--- Exercise data ---

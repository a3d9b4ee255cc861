//! Trait abstractions for runtime I/O
//!
//! These traits enable testing the executor with mock implementations.

use crate::generator::{GenerationError, GenerationRequest, Generator, GeneratorApi, Sleeper};
use crate::state_machine::{CollectedData, DialogueState, Reply};
use async_trait::async_trait;
use std::collections::HashMap;
use std::sync::Arc;
use tokio::sync::RwLock;
use tokio_util::sync::CancellationToken;

/// Per-conversation state and collected data, keyed by conversation id
///
/// A conversation that was never seen reads as `Idle` with no data.
#[async_trait]
pub trait StateStore: Send + Sync {
    async fn get_state(&self, conv_id: &str) -> Result<DialogueState, String>;

    async fn set_state(&self, conv_id: &str, state: DialogueState) -> Result<(), String>;

    /// Merge the `Some` fields of `partial` into the collected data
    async fn update_data(&self, conv_id: &str, partial: CollectedData) -> Result<(), String>;

    async fn get_data(&self, conv_id: &str) -> Result<CollectedData, String>;

    /// Forget the conversation: state back to `Idle`, data emptied
    async fn clear(&self, conv_id: &str) -> Result<(), String>;
}

/// Outbound side of the chat transport
#[async_trait]
pub trait Messenger: Send + Sync {
    async fn send(&self, conv_id: &str, reply: &Reply) -> Result<(), String>;
}

/// Runs a generation job to completion
#[async_trait]
pub trait PresentationGenerator: Send + Sync {
    /// Returns the artifact URL
    async fn generate(
        &self,
        request: &GenerationRequest,
        cancel: &CancellationToken,
    ) -> Result<String, GenerationError>;
}

// ============================================================================
// Arc implementations for trait objects
// ============================================================================

#[async_trait]
impl<T: StateStore + ?Sized> StateStore for Arc<T> {
    async fn get_state(&self, conv_id: &str) -> Result<DialogueState, String> {
        (**self).get_state(conv_id).await
    }

    async fn set_state(&self, conv_id: &str, state: DialogueState) -> Result<(), String> {
        (**self).set_state(conv_id, state).await
    }

    async fn update_data(&self, conv_id: &str, partial: CollectedData) -> Result<(), String> {
        (**self).update_data(conv_id, partial).await
    }

    async fn get_data(&self, conv_id: &str) -> Result<CollectedData, String> {
        (**self).get_data(conv_id).await
    }

    async fn clear(&self, conv_id: &str) -> Result<(), String> {
        (**self).clear(conv_id).await
    }
}

#[async_trait]
impl<T: Messenger + ?Sized> Messenger for Arc<T> {
    async fn send(&self, conv_id: &str, reply: &Reply) -> Result<(), String> {
        (**self).send(conv_id, reply).await
    }
}

// ============================================================================
// Production Adapters
// ============================================================================

#[derive(Debug, Clone, Default)]
struct ConversationRecord {
    state: DialogueState,
    data: CollectedData,
}

/// Process-local state store; everything is lost on restart
#[derive(Debug, Default)]
pub struct InMemoryStateStore {
    conversations: RwLock<HashMap<String, ConversationRecord>>,
}

impl InMemoryStateStore {
    pub fn new() -> Self {
        Self::default()
    }

    /// Number of conversations with a stored record
    #[allow(dead_code)] // Used by tests
    pub async fn len(&self) -> usize {
        self.conversations.read().await.len()
    }
}

#[async_trait]
impl StateStore for InMemoryStateStore {
    async fn get_state(&self, conv_id: &str) -> Result<DialogueState, String> {
        Ok(self
            .conversations
            .read()
            .await
            .get(conv_id)
            .map(|record| record.state)
            .unwrap_or_default())
    }

    async fn set_state(&self, conv_id: &str, state: DialogueState) -> Result<(), String> {
        let mut conversations = self.conversations.write().await;
        let record = conversations.entry(conv_id.to_string()).or_default();
        record.state = state;

        // An idle conversation with nothing collected reads the same as an
        // unknown one
        if state == DialogueState::Idle && record.data.is_empty() {
            conversations.remove(conv_id);
        }
        Ok(())
    }

    async fn update_data(&self, conv_id: &str, partial: CollectedData) -> Result<(), String> {
        self.conversations
            .write()
            .await
            .entry(conv_id.to_string())
            .or_default()
            .data
            .merge(partial);
        Ok(())
    }

    async fn get_data(&self, conv_id: &str) -> Result<CollectedData, String> {
        Ok(self
            .conversations
            .read()
            .await
            .get(conv_id)
            .map(|record| record.data.clone())
            .unwrap_or_default())
    }

    async fn clear(&self, conv_id: &str) -> Result<(), String> {
        self.conversations.write().await.remove(conv_id);
        Ok(())
    }
}

/// Adapter to use the polling `Generator` as `PresentationGenerator`
#[async_trait]
impl<A, S> PresentationGenerator for Generator<A, S>
where
    A: GeneratorApi,
    S: Sleeper,
{
    async fn generate(
        &self,
        request: &GenerationRequest,
        cancel: &CancellationToken,
    ) -> Result<String, GenerationError> {
        let result = Generator::generate(self, request, cancel).await?;
        Ok(result.artifact_url(self.api().base_url()))
    }
}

---

• [Work item]:
Exactly reproduce the entries in their entirety.

• [Response to the task]:
repository a3d9b4ee255cc861
//! Trait abstractions for runtime I/O
//!
//! These traits enable testing the executor with mock implementations.

use crate::generator::{GenerationError, GenerationRequest, Generator, GeneratorApi, Sleeper};
use crate::state_machine::{CollectedData, DialogueState, Reply};
use async_trait::async_trait;
use std::collections::HashMap;
use std::sync::Arc;
use tokio::sync::RwLock;
use tokio_util::sync::CancellationToken;

/// Per-conversation state and collected data, keyed by conversation id
///
/// A conversation that was never seen reads as `Idle` with no data.
#[async_trait]
pub trait StateStore: Send + Sync {
    async fn get_state(&self, conv_id: &str) -> Result<DialogueState, String>;

    async fn set_state(&self, conv_id: &str, state: DialogueState) -> Result<(), String>;

    /// Merge the `Some` fields of `partial` into the collected data
    async fn update_data(&self, conv_id: &str, partial: CollectedData) -> Result<(), String>;

    async fn get_data(&self, conv_id: &str) -> Result<CollectedData, String>;

    /// Forget the conversation: state back to `Idle`, data emptied
    async fn clear(&self, conv_id: &str) -> Result<(), String>;
}

/// Outbound side of the chat transport
#[async_trait]
pub trait Messenger: Send + Sync {
    async fn send(&self, conv_id: &str, reply: &Reply) -> Result<(), String>;
}

/// Runs a generation job to completion
#[async_trait]
pub trait PresentationGenerator: Send + Sync {
    /// Returns the artifact URL
    async fn generate(
        &self,
        request: &GenerationRequest,
        cancel: &CancellationToken,
    ) -> Result<String, GenerationError>;
}

// ============================================================================
// Arc implementations for trait objects
// ============================================================================

#[async_trait]
impl<T: StateStore + ?Sized> StateStore for Arc<T> {
    async fn get_state(&self, conv_id: &str) -> Result<DialogueState, String> {
        (**self).get_state(conv_id).await
    }

    async fn set_state(&self, conv_id: &str, state: DialogueState) -> Result<(), String> {
        (**self).set_state(conv_id, state).await
    }

    async fn update_data(&self, conv_id: &str, partial: CollectedData) -> Result<(), String> {
        (**self).update_data(conv_id, partial).await
    }

    async fn get_data(&self, conv_id: &str) -> Result<CollectedData, String> {
        (**self).get_data(conv_id).await
    }

    async fn clear(&self, conv_id: &str) -> Result<(), String> {
        (**self).clear(conv_id).await
    }
}

#[async_trait]
impl<T: Messenger + ?Sized> Messenger for Arc<T> {
    async fn send(&self, conv_id: &str, reply: &Reply) -> Result<(), String> {
        (**self).send(conv_id, reply).await
    }
}

// ============================================================================
// Production Adapters
// ============================================================================

#[derive(Debug, Clone, Default)]
struct ConversationRecord {
    state: DialogueState,
    data: CollectedData,
}

/// Process-local state store; everything is lost on restart
#[derive(Debug, Default)]
pub struct InMemoryStateStore {
    conversations: RwLock<HashMap<String, ConversationRecord>>,
}

impl InMemoryStateStore {
    pub fn new() -> Self {
        Self::default()
    }

    /// Number of conversations with a stored record
    #[allow(dead_code)] // Used by tests
    pub async fn len(&self) -> usize {
        self.conversations.read().await.len()
    }
}

#[async_trait]
impl StateStore for InMemoryStateStore {
    async fn get_state(&self, conv_id: &str) -> Result<DialogueState, String> {
        Ok(self
            .conversations
            .read()
            .await
            .get(conv_id)
            .map(|record| record.state)
            .unwrap_or_default())
    }

    async fn set_state(&self, conv_id: &str, state: DialogueState) -> Result<(), String> {
        let mut conversations = self.conversations.write().await;
        let record = conversations.entry(conv_id.to_string()).or_default();
        record.state = state;

        // An idle conversation with nothing collected reads the same as an
        // unknown one
        if state == DialogueState::Idle && record.data.is_empty() {
            conversations.remove(conv_id);
        }
        Ok(())
    }

    async fn update_data(&self, conv_id: &str, partial: CollectedData) -> Result<(), String> {
        self.conversations
            .write()
            .await
            .entry(conv_id.to_string())
            .or_default()
            .data
            .merge(partial);
        Ok(())
    }

    async fn get_data(&self, conv_id: &str) -> Result<CollectedData, String> {
        Ok(self
            .conversations
            .read()
            .await
            .get(conv_id)
            .map(|record| record.data.clone())
            .unwrap_or_default())
    }

    async fn clear(&self, conv_id: &str) -> Result<(), String> {
        self.conversations.write().await.remove(conv_id);
        Ok(())
    }
}

/// Adapter to use the polling `Generator` as `PresentationGenerator`
#[async_trait]
impl<A, S> PresentationGenerator for Generator<A, S>
where
    A: GeneratorApi,
    S: Sleeper,
{
    async fn generate(
        &self,
        request: &GenerationRequest,
        cancel: &CancellationToken,
    ) -> Result<String, GenerationError> {
        let result = Generator::generate(self, request, cancel).await?;
        Ok(result.artifact_url(self.api().base_url()))
    }
}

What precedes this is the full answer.